All results reported trace directly to the respective arXiv sources.

5. Analysis of Efficiency, Scalability, and Robustness

Computational Cost: Sparse MoE variants such as SMoP maintain per-token FLOPs nearly identical to their dense counterparts by activating only $K$ of $E$ experts ( $K=2, E=4$ recommended) (Cappellazzo et al., 20 May 2025).
Parameter Efficiency: Methods like HDMoLE result in only ~10% of trainable parameters versus full fine-tuning, by restricting training to LoRA/expert weights and routers (Mu et al., 2024). MoME and related architectures use minimal adapter capacity for substantial accuracy gains (Cappellazzo et al., 5 Oct 2025).
Noise Robustness: Both SMoP-DEDR and MoME show lower word error rates under low SNR and additive babble compared to LLM-based and attention-fusion baselines. This suggests MoE routing enables dynamic capacity allocation where signal quality is low (Cappellazzo et al., 20 May 2025, Cappellazzo et al., 5 Oct 2025).
Adaptability: MoME architectures grant explicit control over runtime/accuracy tradeoffs by selecting token compression rates at inference, benefiting edge deployment (Cappellazzo et al., 5 Oct 2025).
Mitigation of Forgetting: HDMoLE's hierarchical routing and dynamic thresholding prevent any single expert from dominating, thus maintaining general-domain performance while specializing for domains such as accents (Mu et al., 2024).

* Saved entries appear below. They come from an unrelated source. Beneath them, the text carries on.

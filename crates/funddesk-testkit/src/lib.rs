// Copyright 2026 Phillip Cloud
// Licensed under the Apache License, Version 2.0

use anyhow::{Result, bail};
use funddesk_app::{
    Account, AccountId, AssetClass, Fund, FundId, Page, PageQuery, Security, SecurityId,
    SortDirection, TabKind, TradeSide, Transaction, TransactionId, TransactionStatus,
};
use std::cmp::Ordering;
use time::{Date, Duration, Month, OffsetDateTime};

const TICKERS: [(&str, &str, AssetClass); 24] = [
    ("AAPL", "Apple Inc", AssetClass::Equity),
    ("MSFT", "Microsoft Corp", AssetClass::Equity),
    ("GOOG", "Alphabet Inc", AssetClass::Equity),
    ("AMZN", "Amazon.com Inc", AssetClass::Equity),
    ("NVDA", "NVIDIA Corp", AssetClass::Equity),
    ("BRK.B", "Berkshire Hathaway", AssetClass::Equity),
    ("JPM", "JPMorgan Chase", AssetClass::Equity),
    ("V", "Visa Inc", AssetClass::Equity),
    ("SAP", "SAP SE", AssetClass::Equity),
    ("ASML", "ASML Holding", AssetClass::Equity),
    ("NESN", "Nestle SA", AssetClass::Equity),
    ("VTI", "Vanguard Total Stock Market ETF", AssetClass::Fund),
    ("VWRL", "Vanguard FTSE All-World ETF", AssetClass::Fund),
    ("IWDA", "iShares Core MSCI World ETF", AssetClass::Fund),
    ("AGG", "iShares Core US Aggregate Bond ETF", AssetClass::Bond),
    ("BND", "Vanguard Total Bond Market ETF", AssetClass::Bond),
    ("TLT", "iShares 20+ Year Treasury Bond ETF", AssetClass::Bond),
    ("LQD", "iShares Investment Grade Corporate Bond ETF", AssetClass::Bond),
    ("SHV", "iShares Short Treasury Bond ETF", AssetClass::Cash),
    ("BIL", "SPDR 1-3 Month T-Bill ETF", AssetClass::Cash),
    ("GLD", "SPDR Gold Shares", AssetClass::Other),
    ("SLV", "iShares Silver Trust", AssetClass::Other),
    ("DBC", "Invesco DB Commodity Index", AssetClass::Other),
    ("VNQ", "Vanguard Real Estate ETF", AssetClass::Other),
];

const EXCHANGES: [&str; 6] = ["NYSE", "NASDAQ", "LSE", "XETRA", "SIX", "AMS"];
const CURRENCIES: [&str; 5] = ["USD", "EUR", "GBP", "CHF", "JPY"];

const OWNER_FIRST: [&str; 12] = [
    "Avery", "Jordan", "Taylor", "Riley", "Morgan", "Casey", "Alex", "Quinn", "Parker", "Drew",
    "Robin", "Rowan",
];
const OWNER_LAST: [&str; 12] = [
    "Walker", "Martin", "Hill", "Evans", "Lopez", "Gray", "Ward", "Young", "Diaz", "Reed",
    "Turner", "Bennett",
];

const FUND_ADJECTIVES: [&str; 8] = [
    "Global", "Balanced", "Dynamic", "Core", "Select", "Strategic", "Prime", "Heritage",
];
const FUND_THEMES: [&str; 8] = [
    "Equity", "Income", "Growth", "Bond", "Allocation", "Opportunities", "Value", "Markets",
];
const MANAGERS: [&str; 6] = [
    "Northgate Capital",
    "Harbourview AM",
    "Stonefield Partners",
    "Meridian Advisors",
    "Lakeshore IM",
    "Crestline Management",
];

fn reference_now() -> OffsetDateTime {
    // Fixed anchor so seeded datasets are stable across runs.
    Date::from_calendar_date(2026, Month::January, 2)
        .expect("valid reference date")
        .midnight()
        .assume_utc()
}

#[derive(Debug, Clone)]
struct DeterministicRng {
    state: u64,
}

impl DeterministicRng {
    fn new(seed: u64) -> Self {
        Self { state: seed }
    }

    fn next_u64(&mut self) -> u64 {
        self.state = self
            .state
            .wrapping_mul(6_364_136_223_846_793_005)
            .wrapping_add(1_442_695_040_888_963_407);

        let mut x = self.state;
        x ^= x >> 13;
        x ^= x << 7;
        x ^= x >> 17;
        x
    }

    fn int_n(&mut self, n: usize) -> usize {
        if n <= 1 {
            return 0;
        }
        (self.next_u64() % (n as u64)) as usize
    }

    fn int_range_i64(&mut self, low: i64, high: i64) -> i64 {
        if high <= low {
            return low;
        }
        low + (self.next_u64() % ((high - low) as u64)) as i64
    }
}

/// Seeded generator for master-data fixtures.
#[derive(Debug, Clone)]
pub struct MarketFaker {
    rng: DeterministicRng,
}

impl MarketFaker {
    pub fn new(seed: u64) -> Self {
        let normalized = if seed == 0 { 1 } else { seed };
        Self {
            rng: DeterministicRng::new(normalized),
        }
    }

    fn pick<'a>(&mut self, values: &[&'a str]) -> &'a str {
        values[self.rng.int_n(values.len())]
    }

    fn timestamps(&mut self) -> (OffsetDateTime, OffsetDateTime) {
        let created = reference_now() - Duration::days(self.rng.int_range_i64(30, 900));
        let updated = created + Duration::days(self.rng.int_range_i64(0, 29));
        (created, updated)
    }

    pub fn security(&mut self, id: i64) -> Security {
        let (ticker, name, asset_class) = TICKERS[(id as usize - 1) % TICKERS.len()];
        let (created_at, updated_at) = self.timestamps();
        Security {
            id: SecurityId::new(id),
            ticker: ticker.to_owned(),
            name: name.to_owned(),
            asset_class,
            exchange: self.pick(&EXCHANGES).to_owned(),
            currency: self.pick(&CURRENCIES).to_owned(),
            active: self.rng.int_n(10) != 0,
            created_at,
            updated_at,
        }
    }

    pub fn account(&mut self, id: i64) -> Account {
        let first = self.pick(&OWNER_FIRST);
        let last = self.pick(&OWNER_LAST);
        let (created_at, updated_at) = self.timestamps();
        Account {
            id: AccountId::new(id),
            code: format!("ACC-{id:04}"),
            name: format!("{first} {last} Portfolio"),
            owner: format!("{first} {last}"),
            base_currency: self.pick(&CURRENCIES).to_owned(),
            active: self.rng.int_n(12) != 0,
            created_at,
            updated_at,
        }
    }

    pub fn fund(&mut self, id: i64) -> Fund {
        let adjective = self.pick(&FUND_ADJECTIVES);
        let theme = self.pick(&FUND_THEMES);
        let (created_at, updated_at) = self.timestamps();
        Fund {
            id: FundId::new(id),
            code: format!("FND-{id:03}"),
            name: format!("{adjective} {theme} Fund"),
            manager: self.pick(&MANAGERS).to_owned(),
            base_currency: self.pick(&CURRENCIES).to_owned(),
            nav_cents: Some(self.rng.int_range_i64(90_000, 35_000_000)),
            active: self.rng.int_n(10) != 0,
            created_at,
            updated_at,
        }
    }

    pub fn transaction(&mut self, id: i64, fund: &Fund, security: &Security) -> Transaction {
        let quantity = self.rng.int_range_i64(1, 5_000);
        let price_cents = self.rng.int_range_i64(1_000, 90_000);
        let status = match self.rng.int_n(10) {
            0 => TransactionStatus::Cancelled,
            1 | 2 => TransactionStatus::Pending,
            _ => TransactionStatus::Settled,
        };
        Transaction {
            id: TransactionId::new(id),
            trade_ref: format!("TRD-{id:06}"),
            fund_code: fund.code.clone(),
            ticker: security.ticker.clone(),
            side: if self.rng.int_n(2) == 0 {
                TradeSide::Buy
            } else {
                TradeSide::Sell
            },
            quantity,
            amount_cents: quantity * price_cents,
            trade_date: (reference_now() - Duration::days(self.rng.int_range_i64(0, 400))).date(),
            status,
        }
    }
}

/// In-memory dataset with the same paging contract as the backend.
/// Backs the offline mode and the mock-server tests.
#[derive(Debug, Clone)]
pub struct SampleData {
    pub securities: Vec<Security>,
    pub accounts: Vec<Account>,
    pub funds: Vec<Fund>,
    pub transactions: Vec<Transaction>,
}

impl SampleData {
    pub fn seeded(seed: u64) -> Self {
        let mut faker = MarketFaker::new(seed);
        let securities: Vec<Security> = (1..=24).map(|id| faker.security(id)).collect();
        let accounts: Vec<Account> = (1..=40).map(|id| faker.account(id)).collect();
        let funds: Vec<Fund> = (1..=18).map(|id| faker.fund(id)).collect();
        let transactions: Vec<Transaction> = (1..=120)
            .map(|id| {
                let fund = funds[faker.rng.int_n(funds.len())].clone();
                let security = securities[faker.rng.int_n(securities.len())].clone();
                faker.transaction(id, &fund, &security)
            })
            .collect();

        Self {
            securities,
            accounts,
            funds,
            transactions,
        }
    }

    pub fn securities_page(&self, query: &PageQuery) -> Page<Security> {
        let filtered = filter_rows(&self.securities, &query.filter, |row| {
            vec![row.ticker.clone(), row.name.clone()]
        });
        paginate(filtered, query, |a, b, column| match column {
            "name" => a.name.cmp(&b.name),
            "asset_class" => a.asset_class.as_str().cmp(b.asset_class.as_str()),
            "exchange" => a.exchange.cmp(&b.exchange),
            _ => a.ticker.cmp(&b.ticker),
        })
    }

    pub fn accounts_page(&self, query: &PageQuery) -> Page<Account> {
        let filtered = filter_rows(&self.accounts, &query.filter, |row| {
            vec![row.code.clone(), row.name.clone(), row.owner.clone()]
        });
        paginate(filtered, query, |a, b, column| match column {
            "name" => a.name.cmp(&b.name),
            "owner" => a.owner.cmp(&b.owner),
            "base_currency" => a.base_currency.cmp(&b.base_currency),
            _ => a.code.cmp(&b.code),
        })
    }

    pub fn funds_page(&self, query: &PageQuery) -> Page<Fund> {
        let filtered = filter_rows(&self.funds, &query.filter, |row| {
            vec![row.code.clone(), row.name.clone(), row.manager.clone()]
        });
        paginate(filtered, query, |a, b, column| match column {
            "code" => a.code.cmp(&b.code),
            "manager" => a.manager.cmp(&b.manager),
            "nav" => a.nav_cents.cmp(&b.nav_cents),
            _ => a.name.cmp(&b.name),
        })
    }

    pub fn transactions_page(&self, query: &PageQuery) -> Page<Transaction> {
        let filtered = filter_rows(&self.transactions, &query.filter, |row| {
            vec![row.trade_ref.clone(), row.fund_code.clone(), row.ticker.clone()]
        });
        paginate(filtered, query, |a, b, column| match column {
            "trade_ref" => a.trade_ref.cmp(&b.trade_ref),
            "fund_code" => a.fund_code.cmp(&b.fund_code),
            "ticker" => a.ticker.cmp(&b.ticker),
            "amount" => a.amount_cents.cmp(&b.amount_cents),
            _ => a.trade_date.cmp(&b.trade_date),
        })
    }

    /// Offline counterpart of `POST /{path}/{id}/deactivate`, including
    /// the backend's conflict error for already-inactive rows.
    pub fn deactivate(&mut self, tab: TabKind, id: i64) -> Result<()> {
        let (label, active) = match tab {
            TabKind::Securities => match self.securities.iter_mut().find(|s| s.id.get() == id) {
                Some(row) => (row.ticker.clone(), &mut row.active),
                None => bail!("security {id} not found"),
            },
            TabKind::Accounts => match self.accounts.iter_mut().find(|a| a.id.get() == id) {
                Some(row) => (row.code.clone(), &mut row.active),
                None => bail!("account {id} not found"),
            },
            TabKind::Funds => match self.funds.iter_mut().find(|f| f.id.get() == id) {
                Some(row) => (row.code.clone(), &mut row.active),
                None => bail!("fund {id} not found"),
            },
            TabKind::Transactions => bail!("transactions cannot be deactivated"),
        };

        if !*active {
            bail!("Cannot deactivate {label}: already inactive");
        }
        *active = false;
        Ok(())
    }
}

fn filter_rows<T: Clone>(
    rows: &[T],
    filter: &Option<String>,
    searchable: impl Fn(&T) -> Vec<String>,
) -> Vec<T> {
    match filter {
        None => rows.to_vec(),
        Some(term) => {
            let needle = term.to_lowercase();
            rows.iter()
                .filter(|row| {
                    searchable(row)
                        .iter()
                        .any(|field| field.to_lowercase().contains(&needle))
                })
                .cloned()
                .collect()
        }
    }
}

fn paginate<T>(
    mut rows: Vec<T>,
    query: &PageQuery,
    compare: impl Fn(&T, &T, &str) -> Ordering,
) -> Page<T> {
    rows.sort_by(|a, b| {
        let ordering = compare(a, b, &query.sort_by);
        match query.sort_direction {
            SortDirection::Asc => ordering,
            SortDirection::Desc => ordering.reverse(),
        }
    });

    let total_count = rows.len() as u64;
    let items: Vec<T> = rows
        .into_iter()
        .skip(query.offset as usize)
        .take(query.limit as usize)
        .collect();

    Page {
        items,
        total_count,
        limit: query.limit,
        offset: query.offset,
    }
}

#[cfg(test)]
mod tests {
    use super::SampleData;
    use funddesk_app::{PageQuery, SortDirection, TabKind};

    fn query() -> PageQuery {
        PageQuery {
            limit: 15,
            offset: 0,
            sort_by: "ticker".to_owned(),
            sort_direction: SortDirection::Asc,
            filter: None,
        }
    }

    #[test]
    fn seeded_data_is_deterministic() {
        let first = SampleData::seeded(42);
        let second = SampleData::seeded(42);
        assert_eq!(first.securities, second.securities);
        assert_eq!(first.transactions, second.transactions);
    }

    #[test]
    fn page_respects_limit_offset_and_total() {
        let data = SampleData::seeded(42);
        let mut q = query();
        q.limit = 10;
        q.offset = 20;

        let page = data.securities_page(&q);
        assert_eq!(page.total_count, 24);
        assert_eq!(page.items.len(), 4);
        assert_eq!(page.limit, 10);
        assert_eq!(page.offset, 20);
    }

    #[test]
    fn sort_direction_reverses_ordering() {
        let data = SampleData::seeded(42);
        let asc = data.securities_page(&query());
        let mut desc_query = query();
        desc_query.sort_direction = SortDirection::Desc;
        let desc = data.securities_page(&desc_query);

        assert_eq!(asc.items.first().map(|s| s.ticker.clone()), {
            desc.items.last().map(|s| s.ticker.clone())
        });
    }

    #[test]
    fn filter_matches_ticker_or_name_case_insensitively() {
        let data = SampleData::seeded(42);
        let mut q = query();
        q.filter = Some("vanguard".to_owned());

        let page = data.securities_page(&q);
        assert!(!page.items.is_empty());
        assert!(
            page.items
                .iter()
                .all(|s| s.name.to_lowercase().contains("vanguard")),
        );
        assert_eq!(page.total_count, page.items.len() as u64);
    }

    #[test]
    fn deactivate_flips_active_once_then_conflicts() {
        let mut data = SampleData::seeded(42);
        let id = data
            .securities
            .iter()
            .find(|s| s.active)
            .map(|s| s.id.get())
            .expect("seeded data has active securities");

        data.deactivate(TabKind::Securities, id)
            .expect("first deactivate succeeds");
        let error = data
            .deactivate(TabKind::Securities, id)
            .expect_err("second deactivate conflicts");
        assert!(error.to_string().contains("already inactive"));
    }

    #[test]
    fn transactions_cannot_be_deactivated() {
        let mut data = SampleData::seeded(42);
        let error = data
            .deactivate(TabKind::Transactions, 1)
            .expect_err("transactions are read-only");
        assert!(error.to_string().contains("cannot be deactivated"));
    }
}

6. Practical Implementation and Recommendations

Designing a high-performing MoE-enhanced speech-conditioned LLM requires:

Expert and Router Configuration:
- Prefer disjoint modality-specific experts/routers in multimodal (audio-video) settings.
- Use $E \approx 3$ –$4$ experts per modality and $K=2$ activated per token for SMoP or similar modules.
- For accented or multi-domain ASR, deploy one LoRA expert per domain and combine using HDMoLE's hierarchical gating.
Auxiliary Regularization:
- Employ load-balancing losses ( $\alpha_b \approx 0.01$ ) and z-losses ( $\alpha_z \approx 0.001$ ) for stable expert utilization.
Training Pipeline:
- Freeze backbone encoders and the LLM except for expert/router/adapter parameters.
- Adopt staged specialty-to-generalist training in language or accent-diverse setups.
Inference Procedure:
- Precompute encoder tokens, perform routing for each token, run only the selected experts, fuse outputs, and continue standard LLM decoding.
- In MoME/MRL systems, select desired compression rate per resource constraint.

These recommendations provide a reproducible approach for integrating sparse, efficient MoE mechanisms within speech-conditioned LLMs for AVSR and related tasks.

7. Interpretability, Specialization, and Future Directions

MoE-enhanced frameworks exhibit a high degree of interpretability: expert activation patterns are meaningful across domain, modality, or granularity (e.g., similar tokens at multiple compressions select similar experts) (Cappellazzo et al., 5 Oct 2025). This affirms that such architectures can learn stable, reusable specialization.

A plausible implication is that adding further experts for new domains (e.g., additional accents or languages) can be achieved modularly, without detrimental impact on legacy performance, especially when using hierarchical gating and thresholded routing (Mu et al., 12 Jul 2025, Mu et al., 2024). Furthermore, explicit prompt-aware routing signals support extensible multi-task deployment (Shan et al., 21 Feb 2025).

Key future research areas include automatic expert discovery, extension to more complex codeswitching or high-variability domains, refined hard routing/auxiliary supervision for expert gates, and further integration with end-to-end multimodal LLMs. The demonstrated scaling, interpretability, and efficiency of these approaches motivate continued exploration in both foundational and practical speech-LM systems.